I listen to NJ 101.5-FM in the morning. I haven't a particular fondness for the talk-radio format, and even so, the morning show has so many other balls in the air that, on average, the host takes about seven calls an hour. Unfortunately, music stations fail to wake me in the morning. The jibber-jabber gets it done, and once I'm up, it's nice to hear the traffic and weather.
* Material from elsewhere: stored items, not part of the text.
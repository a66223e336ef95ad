//! Builds the active provider set from configuration.

use std::collections::BTreeMap;
use std::sync::Arc;

use super::{CensusProvider, GeocodingProvider, GoogleProvider, MapboxProvider, NominatimProvider};
use crate::config::{GeocoderConfig, ProviderSettings};
use crate::error_handling::GeocodingError;
use crate::models::ProviderId;

/// Constructs the built-in adapter for `provider`.
///
/// # Errors
///
/// `AuthenticationError` when a paid provider has no credential;
/// `ProviderError` when the base URL or HTTP client is unusable.
pub fn build_provider(
    provider: ProviderId,
    settings: &ProviderSettings,
) -> Result<Arc<dyn GeocodingProvider>, GeocodingError> {
    Ok(match provider {
        ProviderId::Census => Arc::new(CensusProvider::new(settings)?),
        ProviderId::Nominatim => Arc::new(NominatimProvider::new(settings)?),
        ProviderId::Google => Arc::new(GoogleProvider::new(settings)?),
        ProviderId::Mapbox => Arc::new(MapboxProvider::new(settings)?),
    })
}

/// Builds every provider named in the configured order.
///
/// A provider that cannot be constructed is logged and left out; the rest
/// remain usable.
pub fn build_registry(
    config: &GeocoderConfig,
) -> BTreeMap<ProviderId, Arc<dyn GeocodingProvider>> {
    let mut registry = BTreeMap::new();
    for provider in config.provider_order() {
        match build_provider(provider, &config.settings(provider)) {
            Ok(adapter) => {
                log::debug!("Provider {} initialized", provider);
                registry.insert(provider, adapter);
            }
            Err(e) => log::warn!("Provider {} unavailable: {}", provider, e),
        }
    }
    registry
}
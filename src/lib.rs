//! address_geocoder library: multi-provider address geocoding
//!
//! This library turns free-text addresses into coordinates by consulting
//! several external geocoding services (US Census, Nominatim, Google Maps,
//! Mapbox) in a configured order, arbitrating among their answers by
//! confidence, caching results, and running batches with bounded concurrency.
//!
//! # Example
//!
//! ```no_run
//! use std::sync::Arc;
//! use address_geocoder::{GeocoderConfig, GeocodingRequest, Pipeline, ProviderId};
//!
//! # #[tokio::main]
//! # async fn main() -> Result<(), Box<dyn std::error::Error>> {
//! let config = GeocoderConfig {
//!     preferred_provider: ProviderId::Census,
//!     fallback_providers: vec![ProviderId::Nominatim],
//!     ..Default::default()
//! };
//! let pipeline = Arc::new(Pipeline::new(config)?);
//!
//! let requests = vec![
//!     GeocodingRequest::new("1600 Pennsylvania Ave NW").with_city("Washington").with_state("DC"),
//!     GeocodingRequest::new("350 Fifth Avenue").with_city("New York").with_state("NY"),
//! ];
//! let batch = pipeline.geocode_batch(&requests, 50, true).await;
//! println!("Geocoded {} of {} ({:.1}%)",
//!          batch.success_count, batch.total_count, batch.success_rate());
//! # Ok(())
//! # }
//! ```
//!
//! # Requirements
//!
//! This library requires a Tokio runtime. Use `#[tokio::main]` in your application
//! or ensure you're calling library functions within an async context.

mod batch;
mod cache;
pub mod config;
mod error_handling;
pub mod initialization;
mod models;
mod pipeline;
pub mod provider;

// Re-export public API
pub use batch::BatchRunner;
pub use cache::{fingerprint, CacheStats, ResultCache};
pub use config::{GeocoderConfig, LogFormat, ProviderSettings};
pub use error_handling::{
    ConfigError, GeocodingError, InitializationError, OutcomeStats, OutcomeType,
};
pub use initialization::{init_logger_with, RateLimiter};
pub use models::{
    valid_coordinates, AddressComponents, AdminCodes, BatchGeocodingResult, GeocodingRequest,
    GeocodingResult, GeocodingStatus, MatchType, ProviderId, ReverseGeocodingResult,
};
pub use pipeline::{Pipeline, ALL_PROVIDERS_FAILED};
pub use provider::GeocodingProvider;
//! Batch geocoding.
//!
//! Requests are processed in consecutive chunks. Every request in a chunk runs
//! as its own Tokio task; the chunk is joined in input order before the next
//! one starts, so at most `batch_size` requests are in flight.

use std::sync::Arc;
use std::time::Instant;

use chrono::Utc;
use futures::future::join_all;
use tokio::task::JoinError;

use crate::config::DEFAULT_BATCH_SIZE;
use crate::error_handling::OutcomeType;
use crate::models::{BatchGeocodingResult, GeocodingRequest, GeocodingResult, GeocodingStatus};
use crate::pipeline::Pipeline;

/// Runs batches of requests through a shared pipeline.
pub struct BatchRunner {
    pipeline: Arc<Pipeline>,
    batch_size: usize,
    show_progress: bool,
}

impl BatchRunner {
    pub fn new(pipeline: Arc<Pipeline>) -> Self {
        Self {
            pipeline,
            batch_size: DEFAULT_BATCH_SIZE,
            show_progress: false,
        }
    }

    /// Requests dispatched concurrently per chunk. 0 is treated as 1.
    pub fn with_batch_size(mut self, batch_size: usize) -> Self {
        self.batch_size = batch_size.max(1);
        self
    }

    /// Log a progress line after each chunk.
    pub fn with_progress(mut self, show_progress: bool) -> Self {
        self.show_progress = show_progress;
        self
    }

    pub fn batch_size(&self) -> usize {
        self.batch_size
    }

    /// Geocodes every request, returning results in input order.
    ///
    /// A request whose task fails becomes a `provider_error` result at its
    /// position; the batch itself never fails.
    pub async fn run(&self, requests: &[GeocodingRequest]) -> BatchGeocodingResult {
        let start_time = Utc::now();
        let started = Instant::now();
        let total = requests.len();
        let mut results = Vec::with_capacity(total);

        log::info!(
            "Geocoding {} requests in chunks of {}",
            total,
            self.batch_size
        );

        for chunk in requests.chunks(self.batch_size) {
            let handles = chunk.iter().cloned().map(|request| {
                let pipeline = Arc::clone(&self.pipeline);
                tokio::spawn(async move { pipeline.geocode(&request, false).await })
            });
            let joined = join_all(handles).await;
            results.extend(self.collect_chunk(chunk, joined));

            if self.show_progress {
                log_progress(started, results.len(), total);
            }
        }

        let batch = BatchGeocodingResult::from_results(results, start_time, Utc::now());
        log::info!(
            "Batch complete: {} succeeded, {} partial, {} failed of {} ({:.1}%) in {:.2}s",
            batch.success_count,
            batch.partial_count,
            batch.failed_count,
            batch.total_count,
            batch.success_rate(),
            batch.duration_seconds
        );
        batch
    }

    /// Pairs each joined task with its request, converting join errors.
    fn collect_chunk(
        &self,
        chunk: &[GeocodingRequest],
        joined: Vec<Result<GeocodingResult, JoinError>>,
    ) -> Vec<GeocodingResult> {
        chunk
            .iter()
            .zip(joined)
            .map(|(request, outcome)| match outcome {
                Ok(result) => result,
                Err(join_error) => {
                    log::warn!("Task panicked: {:?}", join_error);
                    self.pipeline.record(OutcomeType::BatchTaskFailure);
                    task_failure(request, &join_error)
                }
            })
            .collect()
    }
}

fn task_failure(request: &GeocodingRequest, join_error: &JoinError) -> GeocodingResult {
    let reason = if join_error.is_panic() {
        "task panicked"
    } else {
        "task cancelled"
    };
    GeocodingResult::failure(
        request.address.clone(),
        None,
        GeocodingStatus::ProviderError,
        format!("geocoding {reason}"),
    )
}

/// Logs progress information about batch processing.
fn log_progress(started: Instant, completed: usize, total: usize) {
    let elapsed_secs = started.elapsed().as_secs_f64();
    // Safe cast: request counts are far below f64's exact-integer range
    #[allow(clippy::cast_precision_loss)]
    let rate = if elapsed_secs > 0.0 {
        completed as f64 / elapsed_secs
    } else {
        0.0
    };
    log::info!(
        "Geocoded {}/{} requests in {:.2} seconds (~{:.2} requests/sec)",
        completed,
        total,
        elapsed_secs,
        rate
    );
}

impl Pipeline {
    /// Geocodes `requests` in chunks of `batch_size` (0 is treated as 1).
    ///
    /// Shorthand for [`BatchRunner`] with the given settings.
    pub async fn geocode_batch(
        self: &Arc<Self>,
        requests: &[GeocodingRequest],
        batch_size: usize,
        show_progress: bool,
    ) -> BatchGeocodingResult {
        BatchRunner::new(Arc::clone(self))
            .with_batch_size(batch_size)
            .with_progress(show_progress)
            .run(requests)
            .await
    }
}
Their news department is usually reliable as well. Lately, though, they have a peculiar bee in their bonnet over the new proposed stadium for the New York Giants. They don't like the idea of the state assuming the debt on the current field; fair enough, but it's simply an old obligation whose bill has come due, and not a new tax on the citizen (unless Crappy New Jersey™ pulls another in a lengthy series of fast ones). My real issue with the coverage is that it implies that the Giants are screwing over the Sports and Exposition Authority.
It took me ten seconds to Google "publicly-funded sports stadiums" and another five minutes to scroll through my 800 results to find this. If you haven't the time for it all just take quick glance at page 19, the table listing the 26 new stadia built between 1998 and 2003, translated to 2003 dollars. Only TWO of those stadia were paid for wholly by the teams. The taxpayer put up part of the scratch for 18. They paid the entire cost six times, either through floated bond issues, new fees, or an actual tax hike. Just in the NFL, check the invaluable nflvenueinfo.com and details will pour out at you.
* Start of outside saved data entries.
//! Mapbox Geocoding API (v5, `mapbox.places`).
//!
//! Paid; requires an access token. The search text travels in the URL path,
//! so it is percent-encoded as a single path segment.

use std::time::Instant;

use async_trait::async_trait;
use serde::Deserialize;

use super::http::Endpoint;
use super::{finish_forward, finish_reverse, non_empty, GeocodingProvider};
use crate::config::{ProviderSettings, MAPBOX_ACCESS_TOKEN_ENV, MAPBOX_BASE_URL};
use crate::error_handling::GeocodingError;
use crate::models::{
    AddressComponents, GeocodingRequest, GeocodingResult, MatchType, ProviderId,
    ReverseGeocodingResult,
};

#[derive(Debug, Deserialize)]
struct FeatureCollection {
    #[serde(default)]
    features: Vec<Feature>,
}

#[derive(Debug, Deserialize)]
struct Feature {
    place_name: Option<String>,
    relevance: Option<f64>,
    /// `[longitude, latitude]`
    center: [f64; 2],
    /// House number for address features
    address: Option<String>,
    /// Feature name (the street, for address features)
    text: Option<String>,
    #[serde(default)]
    place_type: Vec<String>,
    #[serde(default)]
    properties: Properties,
    #[serde(default)]
    context: Vec<ContextEntry>,
}

#[derive(Debug, Default, Deserialize)]
struct Properties {
    accuracy: Option<String>,
}

#[derive(Debug, Deserialize)]
struct ContextEntry {
    /// "<layer>.<id>", e.g. "region.9007"
    id: String,
    text: String,
    short_code: Option<String>,
}

fn accuracy_quality(accuracy: Option<&str>) -> (f64, MatchType) {
    match accuracy {
        Some("rooftop" | "parcel" | "point") => (0.95, MatchType::Exact),
        Some("interpolated") => (0.85, MatchType::Interpolated),
        Some("intersection" | "street") => (0.75, MatchType::Approximate),
        _ => (0.60, MatchType::Approximate),
    }
}

fn feature_quality(feature: &Feature) -> (f64, MatchType) {
    let (base, match_type) = accuracy_quality(feature.properties.accuracy.as_deref());
    let relevance = feature.relevance.unwrap_or(1.0).clamp(0.0, 1.0);
    (base * relevance, match_type)
}

fn address_components(feature: &Feature) -> AddressComponents {
    let layer = |name: &str| {
        feature
            .context
            .iter()
            .find(|entry| entry.id.split('.').next() == Some(name))
    };
    let text = |name: &str| layer(name).and_then(|entry| non_empty(Some(&entry.text)));

    let is_address = feature.place_type.iter().any(|t| t == "address");
    let street = if is_address {
        match (non_empty(feature.address.as_deref()), non_empty(feature.text.as_deref())) {
            (Some(number), Some(name)) => Some(format!("{number} {name}")),
            (None, name) => name,
            (number, None) => number,
        }
    } else {
        None
    };
    // region short_code is "US-CA"; country short_code is "us"
    let state_code = layer("region")
        .and_then(|entry| entry.short_code.as_deref())
        .and_then(|code| code.rsplit('-').next())
        .and_then(|code| non_empty(Some(code)))
        .map(|code| code.to_ascii_uppercase());
    let country_code = layer("country")
        .and_then(|entry| non_empty(entry.short_code.as_deref()))
        .map(|code| code.to_ascii_uppercase());

    AddressComponents {
        formatted_address: non_empty(feature.place_name.as_deref()),
        street,
        city: text("place").or_else(|| text("locality")),
        county: text("district"),
        state: text("region"),
        state_code,
        postal_code: text("postcode"),
        country: text("country"),
        country_code,
    }
}

fn first_feature(collection: FeatureCollection, what: &str) -> Result<Feature, GeocodingError> {
    collection
        .features
        .into_iter()
        .next()
        .ok_or_else(|| GeocodingError::NotFound(format!("mapbox found no match for {what}")))
}

fn map_geocode(
    request: &GeocodingRequest,
    collection: FeatureCollection,
) -> Result<GeocodingResult, GeocodingError> {
    let feature = first_feature(collection, &format!("'{}'", request.address))?;
    let (confidence, match_type) = feature_quality(&feature);
    let [longitude, latitude] = feature.center;
    Ok(GeocodingResult::success(
        request.address.clone(),
        ProviderId::Mapbox,
        latitude,
        longitude,
        confidence,
        match_type,
    )
    .with_address(address_components(&feature)))
}

fn map_reverse(
    latitude: f64,
    longitude: f64,
    collection: FeatureCollection,
) -> Result<ReverseGeocodingResult, GeocodingError> {
    let feature = first_feature(collection, &format!("({latitude}, {longitude})"))?;
    let (confidence, match_type) = feature_quality(&feature);
    Ok(ReverseGeocodingResult::success(
        latitude,
        longitude,
        ProviderId::Mapbox,
        address_components(&feature),
        confidence,
        match_type,
    ))
}

/// Adapter for the Mapbox `mapbox.places` endpoint.
pub struct MapboxProvider {
    endpoint: Endpoint,
    access_token: String,
}

impl MapboxProvider {
    /// Fails with `AuthenticationError` when no token is configured or set in
    /// `MAPBOX_ACCESS_TOKEN`.
    pub fn new(settings: &ProviderSettings) -> Result<Self, GeocodingError> {
        let access_token = settings.resolve_api_key(ProviderId::Mapbox).ok_or_else(|| {
            GeocodingError::AuthenticationError {
                provider: ProviderId::Mapbox,
                reason: format!("no access token configured and {MAPBOX_ACCESS_TOKEN_ENV} is not set"),
            }
        })?;
        Ok(Self {
            endpoint: Endpoint::new(ProviderId::Mapbox, settings, MAPBOX_BASE_URL)?,
            access_token,
        })
    }

    async fn lookup(&self, request: &GeocodingRequest) -> Result<GeocodingResult, GeocodingError> {
        let segment = format!("{}.json", request.one_line());
        let mut url = self.endpoint.url(&[&segment]);
        {
            let mut query = url.query_pairs_mut();
            query
                .append_pair("access_token", &self.access_token)
                .append_pair("limit", "1");
            if let Some(code) = request.country_code() {
                query.append_pair("country", &code);
            }
        }
        let collection: FeatureCollection = self.endpoint.get_json(url).await?;
        map_geocode(request, collection)
    }

    async fn lookup_reverse(
        &self,
        latitude: f64,
        longitude: f64,
    ) -> Result<ReverseGeocodingResult, GeocodingError> {
        let segment = format!("{longitude},{latitude}.json");
        let mut url = self.endpoint.url(&[&segment]);
        url.query_pairs_mut()
            .append_pair("access_token", &self.access_token)
            .append_pair("limit", "1");
        let collection: FeatureCollection = self.endpoint.get_json(url).await?;
        map_reverse(latitude, longitude, collection)
    }
}

#[async_trait]
impl GeocodingProvider for MapboxProvider {
    fn id(&self) -> ProviderId {
        ProviderId::Mapbox
    }

    async fn geocode(&self, request: &GeocodingRequest) -> GeocodingResult {
        let started = Instant::now();
        let outcome = self.lookup(request).await;
        finish_forward(ProviderId::Mapbox, request, started, outcome)
    }

    async fn reverse_geocode(&self, latitude: f64, longitude: f64) -> ReverseGeocodingResult {
        let started = Instant::now();
        let outcome = self.lookup_reverse(latitude, longitude).await;
        finish_reverse(ProviderId::Mapbox, latitude, longitude, started, outcome)
    }
}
The Giants, on the other hand, will build their entire stadium themselves and pay $6.3 million a year in rent. It's a good deal for the team, of course, when you factor in the state's assumed costs to build the necessary roads, but in the sports world, this is the best you're going to get.
This post, by the way, took me 26 minutes from log-on to post, and I draw neither a salary nor advertisers.
UPDATE - while typing, I just heard the anchor say that 14% came out to "1-in-6." Not a good day for 101.5-FM, apparently. 14% is less than 1-in-7.